Il tragitto durò venti minuti, durante i quali né Emily né Calipso dissero nulla: la prima era troppo impegnata a pensare come convincere l’amica dell’esistenza delle sirene, sapeva quanto potesse essere cocciuta la rossa, quindi se non agiva subito la ragazza non avrebbe mai accettato il suo destino e perciò la profezia non si sarebbe realizzata.

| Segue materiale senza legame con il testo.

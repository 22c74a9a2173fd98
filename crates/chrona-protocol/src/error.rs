//! Protocol-layer failures

use thiserror::Error;

use chrona_core::{ActorId, DecodeError};

/// Failures of a single message cycle.
///
/// Nothing here is fatal to the process: callers log the failure and drop
/// the current cycle, then the timer or the next inbound byte retries.
#[derive(Debug, Error)]
pub enum ProtocolError {
    /// Malformed bytes from the peer.
    #[error(transparent)]
    Decode(#[from] DecodeError),

    /// The endpoint's own id is missing from its timestamp. This is a local
    /// invariant violation, not a peer problem; a well-formed endpoint never
    /// produces it.
    #[error("{0} has no entry in its own vector timestamp")]
    UnknownActor(ActorId),
}

/// Result type for protocol operations.
pub type ProtocolResult<T> = Result<T, ProtocolError>;
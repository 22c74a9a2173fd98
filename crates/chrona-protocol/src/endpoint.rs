//! The shared send/receive discipline
//!
//! An endpoint owns exactly one live [`VectorTimestamp`] for its whole
//! runtime. Every outgoing message ticks the own entry (send event) before
//! the clock is serialized; every incoming message ticks the own entry
//! (receive event) and then merges the peer's clock. The tick-then-merge
//! order on receipt is what makes a reply's timestamp happen-after both the
//! request's receive event and the requester's entire prior history.

use chrona_core::{ActorId, VectorTimestamp};
use chrona_wire::Packet;

use crate::{ProtocolError, ProtocolResult};

/// One side of the exchange - client and server both run one of these.
#[derive(Clone, Debug)]
pub struct Endpoint {
    actor: ActorId,
    stamp: VectorTimestamp,
}

impl Endpoint {
    /// A fresh endpoint whose clock is `{actor: 0}`.
    pub fn new(actor: ActorId) -> Self {
        Endpoint {
            actor,
            stamp: VectorTimestamp::new(actor),
        }
    }

    /// Resume from a previously captured timestamp.
    ///
    /// No validation happens here; if `stamp` is missing `actor`'s entry,
    /// the first send or receive reports [`ProtocolError::UnknownActor`].
    pub fn resume(actor: ActorId, stamp: VectorTimestamp) -> Self {
        Endpoint { actor, stamp }
    }

    #[inline]
    pub fn actor(&self) -> ActorId {
        self.actor
    }

    /// The current causal history. Read-only: callers log it, they never
    /// mutate it past the endpoint.
    #[inline]
    pub fn stamp(&self) -> &VectorTimestamp {
        &self.stamp
    }

    /// Send path: tick the own entry (send event), then envelope `payload`
    /// together with the updated clock.
    pub fn stamp_outgoing(&mut self, payload: &[u8]) -> ProtocolResult<Packet> {
        self.stamp
            .tick(self.actor)
            .ok_or(ProtocolError::UnknownActor(self.actor))?;

        Ok(Packet::new(&self.stamp.serialize_to_binary(), payload))
    }

    /// Receive path: decode the peer's clock, tick the own entry (receive
    /// event), merge the peer's clock in, and hand back the payload.
    ///
    /// A decode failure aborts before anything is mutated, so a malformed
    /// packet never corrupts local state.
    pub fn absorb(&mut self, packet: &Packet) -> ProtocolResult<Vec<u8>> {
        let theirs = VectorTimestamp::deserialize_from_binary(packet.stamp_bytes())?;

        self.stamp
            .tick(self.actor)
            .ok_or(ProtocolError::UnknownActor(self.actor))?;
        self.stamp.merge(&theirs);

        Ok(packet.payload().to_vec())
    }
}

Quando si trovarono davanti alla scuola il loro atteggiamento fu quello solito di ogni studentessa: sbuffarono e lentamente legarono le loro biciclette. Entrarono con aria abbattuta all’interno del cortile di essa: era molto grande, assomigliava per lo più ad un parco, l’erba verde brillava ai raggi del sole e gli alberi offrivano l’ombra agli studenti. Le due amiche andarono a sedersi sotto l’ombra di una quercia molto grande e, probabilmente, molto vecchia. La loro scuola non era diversa dalle altre: un immenso istituto con le pareti esterne di un giallo molto chiaro, alcune finestre delle aule si affacciavano sul parco, ma molte di essere erano anche “adornate” da delle candide tende che rendevano impossibile ai raggi solari di penetrare all’interno delle classi, purtroppo, però, il calore si sentiva comunque e perciò gli studenti erano obbligati a tenere sempre aperte le finestre per godere di quella leggera brezza mattutina che sapeva di mare. Emily aveva la sua classe al terzo piano, nonché l’ultimo, mentre Calipso al primo. Loro si rivedevano solamente alla ricreazione dove amavano parlare del più e del meno, raramente discutevano dell’argomento “scuola” e “ragazzi”. Entrambe preferivano lasciare che la natura e il destino facessero il loro corso, ma non si poteva certo negare che le due alcune volte non si siano innamorate dei pochi ragazzi che frequentavano la loro stessa scuola. Infatti, l’artistico non era molto amato dai ragazzi, che ovviamente preferivano lo sportivo o fare provini per delle squadre di calcio. Tra di questi c’era stato anche il padre di Emily, Jake, che un tempo era stato uno dei migliori giocatori della valle e della regione circostante. Quando incontrò Lucy, colei che sarebbe stata sua futura moglie, aveva abbandonato lo sport per dedicarsi ad un mestiere che comunque lo appassionava moltissimo: il veterinario. Jake e Lucy amavano gli animali ed erano, anche l’uno l’opposto dell’altra. Lucy era snella e alta, i capelli neri e ricci, la pelle candida, le guance rosee e le labbra carnose. Gli occhi altrettanto neri e profondi, però in essi erano presenti delle leggerissime sfumature giallastre, che si notavano solo da vicino. Jake era un bell’uomo, alto, con una corporatura possente e muscolosa, la pelle candida come quella della figlia, gli occhi blu come il mare e i capelli più scuri di Emily, quasi color sabbia.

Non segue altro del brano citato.